Lovecraft also alluded to gay relationships in his portrayal of the relationship between West and the narrator. This is likely based on Lovecraft’s own relationship with friend and fan Robert Barlow. Barlow idolized Lovecraft, and they spent months living together, despite their 27 year age gap. After Lovecraft’s early death, Barlow was named the executor of his estate. Barlow went into a downward spiral of boredom and depression, killing himself 14 years later. Lovecraft may also have had affairs with the poets Hart Crane and Samuel Loveman, who were both gay. He lived with them for a time before he met Barlow, but the latter is the only man he seems to have had any romantic relationship with.

These historic representations of gay relationships, written by closeted gay men, provide readers with the knowledge that their community has always been there — and with meaningful literature. The Catcher in the Rye remains an iconic coming of age story, and Herbert West—Reanimator is a suspenseful thriller about the dangers of ambition. They also have themes of homosexuality, but it is not the exclusive draw of the story.

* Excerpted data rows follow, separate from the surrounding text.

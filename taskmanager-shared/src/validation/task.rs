/// Task payload validation
///
/// Create and update payloads share one rule set, evaluated in this order:
///
/// 1. Trimmed name length within 3..=64
/// 2. Priority present and one of low, medium, high
/// 3. High priority requires a due date
/// 4. Description (untrimmed) at most 255 characters

use chrono::{DateTime, Utc};
use serde::Deserialize;

use super::{char_len, ValidationResult};
use crate::models::task::{InvalidPriority, NewTask, Priority, RawPriority, UpdateTask};

pub const NAME_LENGTH_MESSAGE: &str = "name must be between 3 and 64 characters";
pub const INVALID_PRIORITY_MESSAGE: &str = "invalid priority value";
pub const DUE_DATE_REQUIRED_MESSAGE: &str = "for priority high due date is required";
pub const DESCRIPTION_TOO_LONG_MESSAGE: &str = "description too long";

const NAME_MIN: usize = 3;
const NAME_MAX: usize = 64;
const DESCRIPTION_MAX: usize = 255;

/// Body of `POST /tasks`
#[derive(Debug, Clone, Default, Deserialize)]
pub struct CreateTaskRequest {
    #[serde(default)]
    pub name: String,

    #[serde(default)]
    pub priority: Option<RawPriority>,

    #[serde(default)]
    pub description: Option<String>,

    #[serde(default)]
    pub due_date: Option<DateTime<Utc>>,
}

impl CreateTaskRequest {
    /// Converts a validated request into a service input
    ///
    /// # Errors
    ///
    /// Returns `InvalidPriority` if the priority is missing or unknown, which
    /// cannot happen after a passing validation.
    pub fn to_new_task(&self) -> Result<NewTask, InvalidPriority> {
        Ok(NewTask {
            name: self.name.clone(),
            priority: resolve_priority(self.priority.as_ref())?,
            description: self.description.clone(),
            due_date: self.due_date,
        })
    }
}

/// Body of `PATCH /tasks/:task_id`
///
/// Every field replaces the stored value. Omitting `description` or
/// `due_date` clears it.
#[derive(Debug, Clone, Default, Deserialize)]
pub struct UpdateTaskRequest {
    #[serde(default)]
    pub name: String,

    #[serde(default)]
    pub priority: Option<RawPriority>,

    #[serde(default)]
    pub description: Option<String>,

    #[serde(default)]
    pub due_date: Option<DateTime<Utc>>,
}

impl UpdateTaskRequest {
    /// Converts a validated request into an update for the given task
    ///
    /// # Errors
    ///
    /// Returns `InvalidPriority` if the priority is missing or unknown.
    pub fn to_update_task(&self, task_id: i64) -> Result<UpdateTask, InvalidPriority> {
        Ok(UpdateTask {
            id: task_id,
            name: self.name.clone(),
            priority: resolve_priority(self.priority.as_ref())?,
            description: self.description.clone(),
            due_date: self.due_date,
        })
    }
}

fn resolve_priority(raw: Option<&RawPriority>) -> Result<Priority, InvalidPriority> {
    raw.ok_or_else(|| InvalidPriority("missing".to_string()))?
        .resolve()
}

/// Validates a task creation payload
pub fn validate_create_task(request: &CreateTaskRequest) -> ValidationResult {
    validate_task_fields(
        &request.name,
        request.priority.as_ref(),
        request.description.as_deref(),
        request.due_date.as_ref(),
    )
}

/// Validates a task update payload
pub fn validate_update_task(request: &UpdateTaskRequest) -> ValidationResult {
    validate_task_fields(
        &request.name,
        request.priority.as_ref(),
        request.description.as_deref(),
        request.due_date.as_ref(),
    )
}

fn validate_task_fields(
    name: &str,
    priority: Option<&RawPriority>,
    description: Option<&str>,
    due_date: Option<&DateTime<Utc>>,
) -> ValidationResult {
    let mut result = ValidationResult::passed();

    let name_len = char_len(name.trim());
    result.check(!(NAME_MIN..=NAME_MAX).contains(&name_len), NAME_LENGTH_MESSAGE);

    let priority = resolve_priority(priority).ok();
    result.check(priority.is_none(), INVALID_PRIORITY_MESSAGE);
    result.check(
        priority == Some(Priority::High) && due_date.is_none(),
        DUE_DATE_REQUIRED_MESSAGE,
    );

    let description_len = description.map(char_len).unwrap_or(0);
    result.check(description_len > DESCRIPTION_MAX, DESCRIPTION_TOO_LONG_MESSAGE);

    result
}

#[cfg(test)]
mod tests {
    use super::*;

    fn request(name: &str, priority: RawPriority) -> CreateTaskRequest {
        CreateTaskRequest {
            name: name.to_string(),
            priority: Some(priority),
            description: None,
            due_date: None,
        }
    }

    fn named(priority: &str) -> RawPriority {
        RawPriority::Name(priority.to_string())
    }

    #[test]
    fn test_valid_task_passes() {
        let mut task = request("Lorem Ipsum", named("medium"));
        task.description = Some("Dolor sit amet".to_string());

        let result = validate_create_task(&task);
        assert!(result.validated);
        assert!(result.message.is_empty());
    }

    #[test]
    fn test_high_priority_without_due_date() {
        let result = validate_create_task(&request("Lorem", named("high")));

        assert!(!result.validated);
        assert_eq!(result.message, DUE_DATE_REQUIRED_MESSAGE);
    }

    #[test]
    fn test_high_priority_with_due_date_passes() {
        let mut task = request("Lorem", RawPriority::Level(2));
        task.due_date = Some(Utc::now());

        assert!(validate_create_task(&task).validated);
    }

    #[test]
    fn test_due_date_message_present_with_other_failures() {
        let mut task = request("Lo", named("HIGH"));
        task.description = Some("x".repeat(300));

        let result = validate_create_task(&task);
        assert!(!result.validated);
        assert!(result.message.contains(DUE_DATE_REQUIRED_MESSAGE));
    }

    #[test]
    fn test_name_bounds_use_trimmed_length() {
        assert!(validate_create_task(&request("abc", named("low"))).validated);
        assert!(validate_create_task(&request(&"a".repeat(64), named("low"))).validated);

        for name in ["", "ab", "   ab   ", &"a".repeat(65)] {
            let result = validate_create_task(&request(name, named("low")));
            assert!(!result.validated, "name {:?} should fail", name);
            assert_eq!(result.message, NAME_LENGTH_MESSAGE);
        }
    }

    #[test]
    fn test_invalid_priority_values() {
        for priority in [named("urgent"), RawPriority::Level(3), RawPriority::Level(-1)] {
            let result = validate_create_task(&request("Lorem", priority));
            assert!(!result.validated);
            assert_eq!(result.message, INVALID_PRIORITY_MESSAGE);
        }

        let mut missing = request("Lorem", named("low"));
        missing.priority = None;
        assert_eq!(validate_create_task(&missing).message, INVALID_PRIORITY_MESSAGE);
    }

    #[test]
    fn test_description_length_is_not_trimmed() {
        let mut task = request("Lorem", named("low"));
        task.description = Some(format!("{}  ", "x".repeat(254)));

        let result = validate_create_task(&task);
        assert!(!result.validated);
        assert_eq!(result.message, DESCRIPTION_TOO_LONG_MESSAGE);

        task.description = Some("x".repeat(255));
        assert!(validate_create_task(&task).validated);
    }

    #[test]
    fn test_messages_accumulate_in_rule_order() {
        let task = CreateTaskRequest {
            name: "x".to_string(),
            priority: Some(named("lorem")),
            description: Some("d".repeat(256)),
            due_date: None,
        };

        let result = validate_create_task(&task);
        assert_eq!(
            result.message,
            "name must be between 3 and 64 characters, invalid priority value, description too long"
        );
    }

    #[test]
    fn test_update_shares_rules() {
        let update = UpdateTaskRequest {
            name: "Lorem".to_string(),
            priority: Some(named("high")),
            description: None,
            due_date: None,
        };

        let result = validate_update_task(&update);
        assert!(!result.validated);
        assert_eq!(result.message, DUE_DATE_REQUIRED_MESSAGE);
    }

    #[test]
    fn test_request_decoding_accepts_levels_and_names() {
        let request: CreateTaskRequest =
            serde_json::from_str(r#"{"name":"Lorem","priority":1}"#).unwrap();
        assert_eq!(request.to_new_task().unwrap().priority, Priority::Medium);

        let request: UpdateTaskRequest = serde_json::from_str(
            r#"{"name":"Lorem","priority":"High","due_date":"2030-01-01T00:00:00Z"}"#,
        )
        .unwrap();
        let update = request.to_update_task(9).unwrap();
        assert_eq!(update.id, 9);
        assert_eq!(update.priority, Priority::High);
        assert!(update.due_date.is_some());
    }

    #[test]
    fn test_missing_fields_decode_to_validation_failures() {
        let request: CreateTaskRequest = serde_json::from_str("{}").unwrap();

        let result = validate_create_task(&request);
        assert_eq!(
            result.message,
            "name must be between 3 and 64 characters, invalid priority value"
        );
        assert!(request.to_new_task().is_err());
    }
}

In contrast, Aristotle and Dante Discover the Secrets of the Universe is one of the most popular modern gay novels. It is a plotless romance following two insufferable characters with a bizarrely incoherent writing style. It does not have a plot, themes, or a reason for there to be gay characters in this novel. It is about gay people, and nothing else.

The gay community has come so far in recent decades, and is in a place where explicit representation is feasible in literature. This is squandered by cynical authors and undiscerning readers. This coincides with the startling statistic from GLAAD that acceptance of the LGBT community is going down for the first time in decades. Because the only representation of gays in popular culture is just for gay people, there isn’t positive representation intended for the heterosexual reader. A piece of literature that only serves gay people is not a piece of literature that is going to be read, and only disadvantages the LGBT community because we are not portrayed as full humans, but as people with one personality trait: gay.